Action item >> Count the lines below that contain the word "CONFLICT", and give only that number.

Data under study >>
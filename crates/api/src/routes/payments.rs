//! Payment routes: checkout, confirmation, and the gateway webhook.

use axum::{
    Json, Router,
    body::Bytes,
    extract::{Path, State},
    http::{HeaderMap, StatusCode},
    response::{IntoResponse, Response},
    routing::{get, post},
};
use serde::Deserialize;
use serde_json::json;
use tracing::{error, warn};
use uuid::Uuid;

use crate::{AppState, middleware::AuthUser};
use coursepay_core::payment::{PaymentError, PaymentRecord, WebhookEvent, signature};
use coursepay_shared::types::CourseId;

/// Creates the authenticated payment routes.
pub fn routes() -> Router<AppState> {
    Router::new()
        .route("/courses/{course_id}/checkout", post(checkout))
        .route("/payments/confirm", post(confirm))
        .route("/payments/{order_id}", get(get_payment))
}

/// Creates the webhook route. Authenticated by body signature, so it is
/// mounted outside the bearer-token middleware.
pub fn webhook_routes() -> Router<AppState> {
    Router::new().route("/payments/webhook", post(webhook))
}

// ============================================================================
// Request/Response Types
// ============================================================================

/// Request body for confirming a payment.
#[derive(Debug, Deserialize)]
pub struct ConfirmPaymentRequest {
    /// Gateway order identifier from checkout.
    pub order_id: String,
    /// Gateway payment identifier from the checkout widget.
    pub payment_id: String,
    /// Hex HMAC signature over `"order_id|payment_id"`.
    pub signature: String,
    /// Course the client believes it is paying for; informational, the
    /// payment row is the source of truth.
    #[serde(default)]
    pub course_id: Option<Uuid>,
}

/// Webhook envelope: event name plus event-specific payload.
#[derive(Debug, Deserialize)]
struct WebhookBody {
    event: String,
    #[serde(default)]
    payload: serde_json::Value,
}

fn payment_json(payment: &PaymentRecord) -> serde_json::Value {
    json!({
        "payment_id": payment.id,
        "course_id": payment.course_id,
        "status": payment.status.to_string(),
        "amount_minor": payment.amount.minor(),
        "platform_fee_minor": payment.platform_fee.minor(),
        "instructor_payout_minor": payment.instructor_payout.minor(),
        "currency": payment.amount.currency().to_string(),
        "gateway_order_id": payment.gateway_order_id,
        "created_at": payment.created_at.to_rfc3339(),
        "completed_at": payment.completed_at.map(|t| t.to_rfc3339()),
    })
}

/// Maps orchestrator errors onto HTTP responses.
pub(crate) fn error_response(err: &PaymentError) -> Response {
    let (status, error, message) = match err {
        PaymentError::CourseNotFound(_) => (
            StatusCode::NOT_FOUND,
            "course_not_found",
            "Course not found",
        ),
        PaymentError::FreeCourse(_) => (
            StatusCode::UNPROCESSABLE_ENTITY,
            "free_course",
            "Free courses enroll directly; checkout is for paid courses",
        ),
        PaymentError::NotFree { .. } => (
            StatusCode::UNPROCESSABLE_ENTITY,
            "checkout_required",
            "Paid courses must go through checkout",
        ),
        PaymentError::AlreadyEnrolled { .. } => (
            StatusCode::UNPROCESSABLE_ENTITY,
            "already_enrolled",
            "Student is already enrolled in this course",
        ),
        PaymentError::PaymentNotFound(_) => (
            StatusCode::NOT_FOUND,
            "payment_not_found",
            "Payment not found",
        ),
        PaymentError::SignatureInvalid => {
            return (
                StatusCode::BAD_REQUEST,
                Json(json!({
                    "status": "failed",
                    "error": "signature_invalid",
                    "message": "Payment signature verification failed"
                })),
            )
                .into_response();
        }
        PaymentError::NotCapturable(_) => (
            StatusCode::CONFLICT,
            "not_capturable",
            "Payment is not in a capturable state",
        ),
        PaymentError::Gateway(coursepay_core::gateway::GatewayError::Unavailable(_)) => (
            StatusCode::BAD_GATEWAY,
            "gateway_unavailable",
            "Payment gateway is unavailable, try again shortly",
        ),
        PaymentError::Gateway(coursepay_core::gateway::GatewayError::Rejected(_)) => (
            StatusCode::UNPROCESSABLE_ENTITY,
            "gateway_rejected",
            "Payment gateway rejected the order",
        ),
        PaymentError::Fees(_) | PaymentError::Storage(_) => {
            error!(error = %err, "payment operation failed");
            (
                StatusCode::INTERNAL_SERVER_ERROR,
                "internal_error",
                "An error occurred",
            )
        }
    };

    (status, Json(json!({ "error": error, "message": message }))).into_response()
}

// ============================================================================
// Handlers
// ============================================================================

/// POST `/courses/{course_id}/checkout` - Open a checkout for a paid course.
async fn checkout(
    State(state): State<AppState>,
    auth: AuthUser,
    Path(course_id): Path<Uuid>,
) -> impl IntoResponse {
    match state
        .payments
        .initiate(auth.user_id(), CourseId::from_uuid(course_id))
        .await
    {
        Ok(initiated) => (
            StatusCode::CREATED,
            Json(json!({
                "payment_id": initiated.payment.id,
                "gateway_order_id": initiated.order.order_id,
                "amount_minor": initiated.order.amount_minor,
                "currency": initiated.payment.amount.currency().to_string(),
                "key_id": state.gateway.key_id,
            })),
        )
            .into_response(),
        Err(e) => error_response(&e),
    }
}

/// POST `/payments/confirm` - Verify the gateway signature and capture.
async fn confirm(
    State(state): State<AppState>,
    auth: AuthUser,
    Json(payload): Json<ConfirmPaymentRequest>,
) -> impl IntoResponse {
    match state
        .payments
        .confirm(
            auth.user_id(),
            &payload.order_id,
            &payload.payment_id,
            &payload.signature,
        )
        .await
    {
        Ok(outcome) => (
            StatusCode::OK,
            Json(json!({
                "status": "success",
                "payment_id": outcome.payment.id,
                "course_id": outcome.payment.course_id,
                "enrollment_created": outcome.enrollment_created,
                "duplicate": outcome.duplicate,
            })),
        )
            .into_response(),
        Err(e) => error_response(&e),
    }
}

/// GET `/payments/{order_id}` - Fetch one of the caller's payments.
async fn get_payment(
    State(state): State<AppState>,
    auth: AuthUser,
    Path(order_id): Path<String>,
) -> impl IntoResponse {
    match state.payments.find_for_student(auth.user_id(), &order_id).await {
        Ok(payment) => (StatusCode::OK, Json(payment_json(&payment))).into_response(),
        Err(e) => error_response(&e),
    }
}

/// POST `/payments/webhook` - Gateway event sink.
///
/// The body is verified against the webhook secret before parsing.
/// Recognized events with valid signatures are always acknowledged with
/// 200, whatever their effect, so the gateway stops retrying; only a
/// storage failure returns 500 to trigger a retry.
async fn webhook(
    State(state): State<AppState>,
    headers: HeaderMap,
    body: Bytes,
) -> impl IntoResponse {
    let provided = headers
        .get("X-Gateway-Signature")
        .and_then(|h| h.to_str().ok())
        .unwrap_or_default();

    if !signature::verify_body(&body, provided, &state.gateway.webhook_secret) {
        warn!("webhook rejected: bad signature");
        return (
            StatusCode::BAD_REQUEST,
            Json(json!({
                "error": "invalid_signature",
                "message": "Webhook signature verification failed"
            })),
        )
            .into_response();
    }

    let Ok(parsed) = serde_json::from_slice::<WebhookBody>(&body) else {
        return (
            StatusCode::BAD_REQUEST,
            Json(json!({
                "error": "invalid_payload",
                "message": "Webhook body is not valid JSON"
            })),
        )
            .into_response();
    };

    let event = WebhookEvent::parse(&parsed.event, &parsed.payload);
    match state.payments.handle_webhook(&event).await {
        Ok(_) => (StatusCode::OK, Json(json!({ "status": "ok" }))).into_response(),
        Err(e) => {
            error!(error = %e, event = %parsed.event, "webhook processing failed");
            (
                StatusCode::INTERNAL_SERVER_ERROR,
                Json(json!({
                    "error": "internal_error",
                    "message": "An error occurred"
                })),
            )
                .into_response()
        }
    }
}

#[cfg(test)]
mod tests {
    use super::*;
    use coursepay_core::gateway::GatewayError;
    use coursepay_core::payment::{PaymentStatus, StoreError};
    use coursepay_shared::types::UserId;

    #[rstest::rstest]
    #[case(PaymentError::CourseNotFound(CourseId::new()), StatusCode::NOT_FOUND)]
    #[case(PaymentError::FreeCourse(CourseId::new()), StatusCode::UNPROCESSABLE_ENTITY)]
    #[case(
        PaymentError::AlreadyEnrolled {
            student_id: UserId::new(),
            course_id: CourseId::new(),
        },
        StatusCode::UNPROCESSABLE_ENTITY
    )]
    #[case(PaymentError::PaymentNotFound("order_x".into()), StatusCode::NOT_FOUND)]
    #[case(PaymentError::SignatureInvalid, StatusCode::BAD_REQUEST)]
    #[case(
        PaymentError::NotCapturable(PaymentStatus::Failed),
        StatusCode::CONFLICT
    )]
    #[case(
        PaymentError::Gateway(GatewayError::Unavailable("down".into())),
        StatusCode::BAD_GATEWAY
    )]
    #[case(
        PaymentError::Gateway(GatewayError::Rejected("bad order".into())),
        StatusCode::UNPROCESSABLE_ENTITY
    )]
    #[case(
        PaymentError::Storage(StoreError("boom".into())),
        StatusCode::INTERNAL_SERVER_ERROR
    )]
    fn test_error_status_mapping(#[case] err: PaymentError, #[case] expected: StatusCode) {
        assert_eq!(error_response(&err).status(), expected, "{err}");
    }
}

Output for this exercise >> 2